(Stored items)
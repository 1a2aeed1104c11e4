use super::class::ClassBody;
use super::expr::Expr;
use super::func::Func;
use super::import_export::ExportNames;
use super::import_export::ImportNames;
use super::node::Node;
use super::pat::Pat;
use super::type_expr::TypeExpr;
use super::type_expr::TypeMember;
use super::type_expr::TypeParameter;
use serde::Serialize;

#[derive(Debug, Serialize)]
#[serde(tag = "$t")]
pub enum Stmt {
  Block(Node<BlockStmt>),
  Break(Node<BreakStmt>),
  Continue(Node<ContinueStmt>),
  Debugger(Node<DebuggerStmt>),
  DoWhile(Node<DoWhileStmt>),
  Empty(Node<EmptyStmt>),
  Expr(Node<ExprStmt>),
  For(Node<ForStmt>),
  ForInOf(Node<ForInOfStmt>),
  If(Node<IfStmt>),
  Labelled(Node<LabelledStmt>),
  Return(Node<ReturnStmt>),
  Switch(Node<SwitchStmt>),
  Throw(Node<ThrowStmt>),
  Try(Node<TryStmt>),
  While(Node<WhileStmt>),

  ClassDecl(Node<ClassDecl>),
  FunctionDecl(Node<FuncDecl>),
  VarDecl(Node<VarDecl>),

  Import(Node<ImportStmt>),
  ExportDefault(Node<ExportDefaultStmt>),
  ExportEquals(Node<ExportEqualsStmt>),
  ExportList(Node<ExportListStmt>),

  EnumDecl(Node<EnumDecl>),
  GlobalDecl(Node<GlobalDecl>),
  InterfaceDecl(Node<InterfaceDecl>),
  ModuleDecl(Node<ModuleDecl>),
  NamespaceDecl(Node<NamespaceDecl>),
  TypeAliasDecl(Node<TypeAliasDecl>),
}

// Plain statements.

#[derive(Debug, Serialize)]
pub struct BlockStmt {
  pub body: Vec<Node<Stmt>>,
}

#[derive(Debug, Serialize)]
pub struct BreakStmt {
  pub label: Option<String>,
}

#[derive(Debug, Serialize)]
pub struct ContinueStmt {
  pub label: Option<String>,
}

#[derive(Debug, Serialize)]
pub struct DebuggerStmt {}

#[derive(Debug, Serialize)]
pub struct DoWhileStmt {
  pub body: Box<Node<Stmt>>,
  pub condition: Node<Expr>,
}

#[derive(Debug, Serialize)]
pub struct EmptyStmt {}

#[derive(Debug, Serialize)]
pub struct ExprStmt {
  pub expr: Node<Expr>,
}

#[derive(Debug, Serialize)]
pub struct ForStmt {
  pub init: Option<ForInit>,
  pub condition: Option<Node<Expr>>,
  pub post: Option<Node<Expr>>,
  pub body: Box<Node<Stmt>>,
}

#[derive(Debug, Serialize)]
#[serde(tag = "$t")]
pub enum ForInit {
  Expr(Node<Expr>),
  Decl(Node<VarDecl>),
}

#[derive(Debug, Serialize)]
pub struct ForInOfStmt {
  pub of: bool,
  pub lhs: Node<Pat>,
  pub rhs: Node<Expr>,
  pub body: Box<Node<Stmt>>,
}

#[derive(Debug, Serialize)]
pub struct IfStmt {
  pub test: Node<Expr>,
  pub consequent: Box<Node<Stmt>>,
  pub alternate: Option<Box<Node<Stmt>>>,
}

#[derive(Debug, Serialize)]
pub struct LabelledStmt {
  pub name: String,
  pub statement: Box<Node<Stmt>>,
}

#[derive(Debug, Serialize)]
pub struct ReturnStmt {
  pub value: Option<Node<Expr>>,
}

#[derive(Debug, Serialize)]
pub struct SwitchStmt {
  pub test: Node<Expr>,
  pub branches: Vec<Node<SwitchBranch>>,
}

#[derive(Debug, Serialize)]
pub struct SwitchBranch {
  // None is `default`.
  pub case: Option<Node<Expr>>,
  pub body: Vec<Node<Stmt>>,
}

#[derive(Debug, Serialize)]
pub struct ThrowStmt {
  pub value: Node<Expr>,
}

#[derive(Debug, Serialize)]
pub struct TryStmt {
  pub wrapped: Node<BlockStmt>,
  pub catch: Option<Node<CatchBlock>>,
  pub finally: Option<Node<BlockStmt>>,
}

#[derive(Debug, Serialize)]
pub struct CatchBlock {
  pub parameter: Option<Node<Pat>>,
  pub body: Vec<Node<Stmt>>,
}

#[derive(Debug, Serialize)]
pub struct WhileStmt {
  pub condition: Node<Expr>,
  pub body: Box<Node<Stmt>>,
}

// Declarations.

#[derive(Debug, Copy, Clone, Eq, PartialEq, Serialize)]
pub enum VarDeclMode {
  Const,
  Let,
  Var,
}

#[derive(Debug, Serialize)]
pub struct VarDecl {
  pub export: bool,
  // `declare var x: T`.
  pub declare: bool,
  pub mode: VarDeclMode,
  pub declarators: Vec<VarDeclarator>,
  pub doc: Option<String>,
}

#[derive(Debug, Serialize)]
pub struct VarDeclarator {
  pub pattern: Node<Pat>,
  pub type_annotation: Option<Node<TypeExpr>>,
  pub initializer: Option<Node<Expr>>,
}

#[derive(Debug, Serialize)]
pub struct FuncDecl {
  pub export: bool,
  pub declare: bool,
  // Name is only absent in `export default function () {}`.
  pub name: Option<String>,
  pub function: Node<Func>,
  pub doc: Option<String>,
}

#[derive(Debug, Serialize)]
pub struct ClassDecl {
  pub export: bool,
  pub declare: bool,
  pub abstract_: bool,
  pub name: Option<String>,
  pub body: Node<ClassBody>,
  pub doc: Option<String>,
}

// Modules.

#[derive(Debug, Serialize)]
pub struct ImportStmt {
  pub type_only: bool,
  // `import Foo from "m"` default binding.
  pub default: Option<String>,
  pub names: Option<ImportNames>,
  pub module: String,
}

#[derive(Debug, Serialize)]
pub struct ExportListStmt {
  pub type_only: bool,
  pub names: ExportNames,
  pub from: Option<String>,
}

/// `export default <expr>`. Recognized but producing no export entries.
#[derive(Debug, Serialize)]
pub struct ExportDefaultStmt {
  pub expression: Node<Expr>,
}

/// `export = <expr>`. Recognized but producing no export entries.
#[derive(Debug, Serialize)]
pub struct ExportEqualsStmt {
  pub expression: Node<Expr>,
}

// TypeScript declarations.

#[derive(Debug, Serialize)]
pub struct InterfaceDecl {
  pub export: bool,
  pub declare: bool,
  pub name: String,
  pub type_parameters: Option<Vec<Node<TypeParameter>>>,
  pub extends: Vec<Node<TypeExpr>>,
  pub members: Vec<Node<TypeMember>>,
  pub doc: Option<String>,
}

#[derive(Debug, Serialize)]
pub struct TypeAliasDecl {
  pub export: bool,
  pub declare: bool,
  pub name: String,
  pub type_parameters: Option<Vec<Node<TypeParameter>>>,
  pub type_expr: Node<TypeExpr>,
  pub doc: Option<String>,
}

#[derive(Debug, Serialize)]
pub struct EnumDecl {
  pub export: bool,
  pub declare: bool,
  pub const_: bool,
  pub name: String,
  pub members: Vec<Node<EnumMember>>,
  pub doc: Option<String>,
}

#[derive(Debug, Serialize)]
pub struct EnumMember {
  pub name: String,
  pub initializer: Option<Node<Expr>>,
  pub doc: Option<String>,
}

#[derive(Debug, Serialize)]
pub struct NamespaceDecl {
  pub export: bool,
  pub declare: bool,
  // `namespace A.B` keeps the dotted name as written.
  pub name: String,
  pub body: Vec<Node<Stmt>>,
  pub doc: Option<String>,
}

#[derive(Debug, Serialize)]
#[serde(tag = "$t")]
pub enum ModuleName {
  Identifier(String),
  String(String),
}

/// `module "m" { ... }` / `declare module "m";`.
#[derive(Debug, Serialize)]
pub struct ModuleDecl {
  pub declare: bool,
  pub name: ModuleName,
  pub body: Option<Vec<Node<Stmt>>>,
}

/// `declare global { ... }`.
#[derive(Debug, Serialize)]
pub struct GlobalDecl {
  pub body: Vec<Node<Stmt>>,
}
use super::Parser;
use crate::ast::expr::JsxAttr;
use crate::ast::expr::JsxAttrVal;
use crate::ast::expr::JsxChild;
use crate::ast::expr::JsxElem;
use crate::ast::expr::JsxElemName;
use crate::ast::node::Node;
use crate::error::SyntaxErrorType;
use crate::error::SyntaxResult;
use crate::lex::LexMode;
use crate::loc::Loc;
use crate::token::TT;

fn name_repr(name: &Option<JsxElemName>) -> String {
  match name {
    None => String::new(),
    Some(JsxElemName::Id(id)) => id.clone(),
    Some(JsxElemName::Member { base, path }) => {
      let mut s = base.clone();
      for p in path {
        s.push('.');
        s.push_str(p);
      }
      s
    }
    Some(JsxElemName::Name { namespace, name }) => match namespace {
      Some(ns) => format!("{ns}:{name}"),
      None => name.clone(),
    },
  }
}

impl<'a> Parser<'a> {
  /// JSX element or fragment; the `<` has not been consumed yet.
  pub fn jsx_element(&mut self) -> SyntaxResult<Node<JsxElem>> {
    let open = self.require(TT::ChevronLeft)?;

    // Fragment: `<>children</>`.
    if self.consume_if(TT::ChevronRight).is_match() {
      let children = self.jsx_children()?;
      self.require(TT::ChevronRight)?;
      let loc = self.jsx_wrap_loc(open.loc);
      return Ok(Node::new(loc, JsxElem {
        name: None,
        attributes: Vec::new(),
        children,
      }));
    }

    let name = Some(self.jsx_elem_name()?);
    let mut attributes = Vec::new();
    loop {
      let t = self.peek();
      match t.typ {
        TT::ChevronRight | TT::Slash => break,
        TT::BraceOpen => {
          // Spread attribute: `{...props}`.
          self.consume();
          self.require(TT::DotDotDot)?;
          let value = self.expr()?;
          self.require(TT::BraceClose)?;
          attributes.push(JsxAttr::Spread { value });
        }
        typ if typ.is_name_like() => {
          let name = self.jsx_attr_name()?;
          let value = if self.consume_if(TT::Equals).is_match() {
            let v = self.peek();
            Some(match v.typ {
              TT::LiteralString => {
                let tok = self.consume();
                JsxAttrVal::Text(super::decode_str_literal(self.str(tok.loc)))
              }
              TT::BraceOpen => {
                self.consume();
                let value = self.expr()?;
                self.require(TT::BraceClose)?;
                JsxAttrVal::Expr(value)
              }
              TT::ChevronLeft => JsxAttrVal::Element(self.jsx_element()?),
              _ => return Err(v.error(SyntaxErrorType::ExpectedSyntax("attribute value"))),
            })
          } else {
            None
          };
          attributes.push(JsxAttr::Named { name, value });
        }
        _ => return Err(t.error(SyntaxErrorType::ExpectedSyntax("JSX attribute"))),
      }
    }

    // Self-closing.
    if self.consume_if(TT::Slash).is_match() {
      self.require(TT::ChevronRight)?;
      let loc = self.jsx_wrap_loc(open.loc);
      return Ok(Node::new(loc, JsxElem {
        name,
        attributes,
        children: Vec::new(),
      }));
    }

    self.require(TT::ChevronRight)?;
    let children = self.jsx_children()?;
    let closing = Some(self.jsx_elem_name()?);
    if name_repr(&closing) != name_repr(&name) {
      return Err(
        self
          .peek()
          .error(SyntaxErrorType::JsxClosingTagMismatch),
      );
    }
    self.require(TT::ChevronRight)?;
    let loc = self.jsx_wrap_loc(open.loc);
    Ok(Node::new(loc, JsxElem {
      name,
      attributes,
      children,
    }))
  }

  fn jsx_wrap_loc(&mut self, start: Loc) -> Loc {
    let end = self.peek().loc.0;
    Loc(start.0, end.max(start.1))
  }

  /// Children up to (and including) the `</` of the closing tag.
  fn jsx_children(&mut self) -> SyntaxResult<Vec<JsxChild>> {
    let mut children = Vec::new();
    loop {
      let text = self.consume_with_mode(LexMode::JsxTextContent);
      if !text.loc.is_empty() {
        let value = self.string(text.loc);
        if !value.trim().is_empty() {
          children.push(JsxChild::Text(value));
        }
      }
      let t = self.peek();
      match t.typ {
        TT::ChevronLeftSlash => {
          self.consume();
          return Ok(children);
        }
        TT::ChevronLeft => {
          children.push(JsxChild::Element(self.jsx_element()?));
        }
        TT::BraceOpen => {
          self.consume();
          if self.consume_if(TT::BraceClose).is_match() {
            children.push(JsxChild::Expr(None));
          } else {
            // Spread children (`{...items}`) collapse to the expression.
            let _ = self.consume_if(TT::DotDotDot);
            let value = self.expr_sequence()?;
            self.require(TT::BraceClose)?;
            children.push(JsxChild::Expr(Some(value)));
          }
        }
        TT::EOF => return Err(t.error(SyntaxErrorType::UnexpectedEnd)),
        _ => return Err(t.error(SyntaxErrorType::ExpectedSyntax("JSX child"))),
      }
    }
  }

  fn jsx_elem_name(&mut self) -> SyntaxResult<JsxElemName> {
    let first = self.require_name()?;
    // Namespaced name: `<svg:path>`.
    if self.peek().typ == TT::Colon {
      self.consume();
      let name = self.require_name()?;
      return Ok(JsxElemName::Name {
        namespace: Some(first),
        name,
      });
    }
    // Member name: `<Foo.Bar>`.
    if self.peek().typ == TT::Dot {
      let mut path = Vec::new();
      while self.consume_if(TT::Dot).is_match() {
        path.push(self.require_name()?);
      }
      return Ok(JsxElemName::Member { base: first, path });
    }
    // Lowercase start means an intrinsic element like `<div>`.
    let intrinsic = first
      .chars()
      .next()
      .is_some_and(|c| c.is_ascii_lowercase());
    if intrinsic {
      Ok(JsxElemName::Name {
        namespace: None,
        name: first,
      })
    } else {
      Ok(JsxElemName::Id(first))
    }
  }

  /// JSX attribute name, joining adjacent `-` runs (`data-testid`).
  fn jsx_attr_name(&mut self) -> SyntaxResult<String> {
    let mut tok = self.consume();
    let mut name = self.string(tok.loc);
    loop {
      let next = self.peek();
      let adjacent = next.loc.0 == tok.loc.1;
      if adjacent && (next.typ == TT::Hyphen || next.typ == TT::Colon) {
        let sep = self.consume();
        name.push_str(self.str(sep.loc));
        tok = self.consume();
        name.push_str(self.str(tok.loc));
      } else {
        break;
      }
    }
    Ok(name)
  }
}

=== EXERCISE DIRECTIONS ===
Look through the data above for the string "ModuleDecl" and copy every line where it appears.

=== THE COMPLETED TASK ===
  ModuleDecl(Node<ModuleDecl>),
pub struct ModuleDecl {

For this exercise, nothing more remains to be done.